Designing High-Chaos Mixed-Salt Electrolytes for Enhancing Graphite-Electrolyte Interfacial Stability in Lithium-Ion Batteries

The interfacial stability between graphite anodes and electrolytes is crucial for the electrochemical performance of lithium-ion batteries, particularly at low temperatures. This study investigates the effect of incorporating four common Solid-Electrolyte Interphase (SEI) components-LiF, LiNO3, Li2O, and Li2CO3-directly into two types of commercial electrolytes: carbonate-based (1.0 M LiPF6-EC/DMC, LP30) and ether-based (1 M LiTFSI-DOL/ DME+2 % LiNO3, LDD) both with 5 % FEC (v/v) to create high-chaos mixed-salt electrolytes (LP30-FEC-4S and LDD-FEC-4S). Our findings show that Li/graphite cells exhibit significantly enhanced rate performance in both LP30-FEC-4S and LDD-FEC-4S electrolytes, compared to commercial LP30 and LP57 electrolytes. LiFePO4/ graphite full cells using LP30-FEC-4S and LDD-FEC-4S electrolytes also showed excellent electrochemical performance (124.73 mAh g-1 and 119.21 mAh g-1 specific capacities at 0.5C).

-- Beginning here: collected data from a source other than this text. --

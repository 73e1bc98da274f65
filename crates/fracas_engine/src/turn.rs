//! Per-entity turn dispatch.

use rand::Rng;

use fracas_foundation::Result;
use fracas_world::{EntityId, World};

use crate::guard::guard_turn;
use crate::outcome::Outcome;

/// Lets `entity` spend its turn.
///
/// A guard with a marked target retaliates with its weapon; everyone
/// else, guards included, stands down.
///
/// # Errors
///
/// Propagates resolution errors from the guard's retaliation.
pub fn take_turn(world: &mut World, entity: EntityId, rng: &mut impl Rng) -> Result<Outcome> {
    let marked = world
        .entity(entity)
        .guard_state()
        .and_then(|state| state.target);
    match marked {
        Some(target) => guard_turn(world, entity, target, rng),
        None => Ok(no_action(world, entity)),
    }
}

/// The idle turn every entity falls back to.
pub(crate) fn no_action(world: &World, entity: EntityId) -> Outcome {
    Outcome::success(format!(
        "{name} takes no action",
        name = world.name(entity)
    ))
}
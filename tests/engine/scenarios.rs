//! End-to-end fixture scenarios
//!
//! Longer journeys through the town square fixtures: duels, guard
//! retaliation, reinforcements, healing, poisoning, and searching.
//! Probabilistic stretches run under generous bounded loops; every
//! final assertion is still exact.

use std::path::PathBuf;

use rand::SeedableRng;
use rand_chacha::ChaCha8Rng;

use fracas_engine::{possible_actions, spawn_guard, take_action, take_turn};
use fracas_world::{ContextState, Entity, EntityId, Kind, World};

fn rng() -> ChaCha8Rng {
    ChaCha8Rng::seed_from_u64(0xCA55)
}

fn fixture(name: &str) -> PathBuf {
    PathBuf::from(env!("CARGO_MANIFEST_DIR"))
        .join("tests/fixtures")
        .join(name)
}

fn village() -> (World, EntityId, EntityId, EntityId) {
    let mut world = World::new();
    let square = world.spawn(Entity::new(
        "placeholder",
        Kind::Context(ContextState::new()),
    ));
    world.load(square, fixture("context.dat")).unwrap();

    let hero = world.spawn(Entity::new("placeholder", Kind::Actor));
    world.load(hero, fixture("hero.dat")).unwrap();
    world.set_context(hero, square);
    world.add_member(square, hero).unwrap();

    let guard = spawn_guard(&mut world, "placeholder", "stationed at the gate");
    world.load(guard, fixture("guard.dat")).unwrap();
    world.set_context(guard, square);
    world.add_npc(square, guard).unwrap();

    (world, square, hero, guard)
}

// =============================================================================
// Duels
// =============================================================================

#[test]
fn first_blood_marks_the_attacker() {
    let (mut world, square, hero, guard) = village();
    let sword = world.object_named(hero, "long sword").unwrap();
    let slash = possible_actions(&world, sword).unwrap().remove(0);

    let mut rng = rng();
    // hit or miss, the guard notices
    take_action(&mut world, hero, &slash, guard, &mut rng).unwrap();
    let state = world.entity(guard).guard_state().unwrap();
    assert_eq!(state.target, Some(hero));
    assert_eq!(world.entity(guard).context, Some(square));
}

#[test]
fn a_long_duel_fells_the_gate_guard() {
    let (mut world, _, hero, guard) = village();
    let sword = world.object_named(hero, "long sword").unwrap();
    let slash = possible_actions(&world, sword).unwrap().remove(0);

    let mut rng = rng();
    let mut last = String::new();
    for _ in 0..400 {
        let outcome = take_action(&mut world, hero, &slash, guard, &mut rng).unwrap();
        last = outcome.description;
        if !world.entity(guard).alive {
            break;
        }
    }
    assert!(!world.entity(guard).alive);
    assert!(world.entity(guard).incapacitated);
    assert!(last.ends_with(", and is killed"));
    assert!(world.attr_int(guard, "LIFE").unwrap() <= 0);
}

#[test]
fn the_guard_answers_in_kind() {
    let (mut world, _, hero, guard) = village();
    if let Some(state) = world.entity_mut(guard).guard_state_mut() {
        state.target = Some(hero);
    }

    let mut rng = rng();
    let outcome = take_turn(&mut world, guard, &mut rng).unwrap();
    assert!(outcome.success);
    assert!(outcome
        .description
        .starts_with("Guard #1 uses sword to ATTACK.slash Hero\n    "));
    // TO_HIT 110 against an unguarded hero never misses
    assert!(outcome
        .description
        .contains("Hero hit by ATTACK.slash (TO_HIT=110) from Guard #1 using sword"));
    let life = world.attr_int(hero, "LIFE").unwrap();
    assert!((16..=21).contains(&life), "hero life out of range: {life}");
}

#[test]
fn idle_guards_stand_their_post() {
    let (mut world, _, _, guard) = village();
    let mut rng = rng();
    let outcome = take_turn(&mut world, guard, &mut rng).unwrap();
    assert!(outcome.success);
    assert_eq!(outcome.description, "Guard #1 takes no action");
}

#[test]
fn reinforcements_arrive_exactly_once() {
    let (mut world, square, hero, guard) = village();
    world.set_attr(guard, "reinforcements", 100);
    let sword = world.object_named(hero, "long sword").unwrap();
    let slash = possible_actions(&world, sword).unwrap().remove(0);

    let mut rng = rng();
    let outcome = take_action(&mut world, hero, &slash, guard, &mut rng).unwrap();
    assert!(outcome.description.contains("Guard #1 calls for help"));
    assert!(outcome.description.contains(", and Guard #2 arrives"));
    assert_eq!(world.npcs(square).len(), 2);

    let helper = world.npcs(square)[1];
    assert_eq!(world.name(helper), "Guard #2");
    assert_eq!(world.entity(helper).context, Some(square));
    assert_eq!(
        world.entity(helper).guard_state().unwrap().target,
        Some(hero)
    );

    let again = take_action(&mut world, hero, &slash, guard, &mut rng).unwrap();
    assert!(!again.description.contains("calls for help"));
    assert_eq!(world.npcs(square).len(), 2);
}

// =============================================================================
// Items
// =============================================================================

#[test]
fn the_scroll_restores_the_hero_to_full() {
    let (mut world, _, hero, _) = village();
    world.set_attr(hero, "LIFE", 20);
    let scroll = world.object_named(hero, "Scroll").unwrap();
    let heal = possible_actions(&world, scroll).unwrap().remove(0);

    let mut rng = rng();
    let outcome = take_action(&mut world, hero, &heal, hero, &mut rng).unwrap();
    assert!(outcome.success);
    assert!(outcome.description.starts_with("Hero resists 0/"));
    assert!(outcome
        .description
        .ends_with(" stacks of LIFE (TO_HIT=200) from Hero in town square"));
    assert_eq!(world.attr_int(hero, "LIFE").unwrap(), 22);
}

#[test]
fn the_poison_dagger_bites_and_festers() {
    let (mut world, square, hero, _) = village();
    let bandit = world.spawn(Entity::new("bandit", Kind::Actor));
    world.set_context(bandit, square);
    world.set_attr(bandit, "HP", 30);
    world.set_attr(bandit, "LIFE", 30);

    let dagger = world.object_named(hero, "Dagger").unwrap();
    let strike = possible_actions(&world, dagger).unwrap().remove(0);
    let mut rng = rng();
    let outcome = take_action(&mut world, hero, &strike, bandit, &mut rng).unwrap();
    assert!(outcome.success);
    assert!(outcome
        .description
        .contains("bandit hit by ATTACK.slash (TO_HIT=100) from Hero using Poison Dagger"));
    assert!(outcome
        .description
        .contains("stacks of PHYSICAL.POISON (TO_HIT=115)"));

    let poison = world.attr_int(bandit, "PHYSICAL.POISON").unwrap();
    assert!((1..=4).contains(&poison), "poison out of range: {poison}");
    let life = world.attr_int(bandit, "LIFE").unwrap();
    assert!((26..=29).contains(&life), "bandit life out of range: {life}");
}

// =============================================================================
// Searching
// =============================================================================

#[test]
fn patient_searching_turns_up_the_loot() {
    let (mut world, square, hero, _) = village();
    assert_eq!(world.hidden_objects(square).len(), 2);
    let sweep = possible_actions(&world, square).unwrap().remove(0);

    let mut rng = rng();
    for _ in 0..300 {
        take_action(&mut world, hero, &sweep, square, &mut rng).unwrap();
        if world.hidden_objects(square).is_empty() {
            break;
        }
    }
    assert_eq!(world.hidden_objects(square), Vec::new());
    assert_eq!(world.visible_objects(square).len(), 3);

    let trap = world.object_named(square, "trap-door").unwrap();
    assert!(world.attr_int(trap, "SEARCH").unwrap() >= 1);
}
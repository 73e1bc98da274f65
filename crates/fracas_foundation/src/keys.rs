//! Well-known attribute and verb names.
//!
//! Dotted keys are built at the call site, e.g. `RESISTANCE.FIRE` or
//! `DAMAGE.slash`, by joining a base name here with a verb's base or
//! subtype segment.

/// Flat bonus added to an attack's chance to hit.
pub const ACCURACY: &str = "ACCURACY";
/// Comma-joined verb expressions an object offers to its wielder.
pub const ACTIONS: &str = "ACTIONS";
/// Rollable life-point damage carried by an attack.
pub const DAMAGE: &str = "DAMAGE";
/// Attack avoidance threshold for actors.
pub const EVASION: &str = "EVASION";
/// Maximum life an entity can be healed up to.
pub const HP: &str = "HP";
/// Comma-joined verbal topics an NPC will respond to.
pub const INTERACTIONS: &str = "INTERACTIONS";
/// Current life. Doubles as the verb token for direct life deltas.
pub const LIFE: &str = "LIFE";
/// Flat bonus added to a condition's chance to take hold.
pub const POWER: &str = "POWER";
/// Damage soaked off every landed attack.
pub const PROTECTION: &str = "PROTECTION";
/// Percent chance that a guard's call for help is answered.
pub const REINFORCEMENTS: &str = "reinforcements";
/// Per-verb immunity subtracted from incoming deliveries.
pub const RESISTANCE: &str = "RESISTANCE";
/// Rollable stack count carried by a condition.
pub const STACKS: &str = "STACKS";

// =============================================================================
// Verb tokens
// =============================================================================

/// Base verb resolved by the attack mitigation chain.
pub const ATTACK: &str = "ATTACK";
/// Full verb that sweeps a context for concealed objects.
pub const SEARCH: &str = "SEARCH";
/// Prefix for conversational verbs offered by [`INTERACTIONS`].
pub const VERBAL: &str = "VERBAL";
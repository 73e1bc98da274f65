//! Action outcomes.

use std::fmt;

/// What an action (or one delivery within it) amounted to.
#[derive(Clone, Debug, PartialEq, Eq)]
pub struct Outcome {
    /// Whether the action took effect.
    pub success: bool,
    /// Human-readable account of what happened, newline-joined for
    /// compound actions.
    pub description: String,
}

impl Outcome {
    /// Bundles a flag and description.
    #[must_use]
    pub fn new(success: bool, description: impl Into<String>) -> Self {
        Self {
            success,
            description: description.into(),
        }
    }

    /// An outcome that took effect.
    #[must_use]
    pub fn success(description: impl Into<String>) -> Self {
        Self::new(true, description)
    }

    /// An outcome that was evaded, absorbed, or resisted.
    #[must_use]
    pub fn failure(description: impl Into<String>) -> Self {
        Self::new(false, description)
    }
}

impl fmt::Display for Outcome {
    fn fmt(&self, f: &mut fmt::Formatter<'_>) -> fmt::Result {
        write!(f, "{}", self.description)
    }
}

/// What one defense handler decided about a delivery.
#[derive(Debug)]
pub(crate) enum Disposition {
    /// The handler resolved the delivery; stop walking the chain.
    Resolved(Outcome),
    /// Not this handler's verb; try the next handler.
    Delegate,
}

Remarkably, stable SEIs form rapidly on the graphite anode surfaces in the designed electrolytes even at low temperatures of -10 degrees C. Moreover, we demonstrate that the Li+ solvation structure is fundamental in determining the overall electrochemical performance. This study suggests that enhancing the mixing entropy of the system by adding multiple lithium salts to a commercial electrolyte is an effective and cost-efficient strategy for improving graphite-electrolyte compatibility.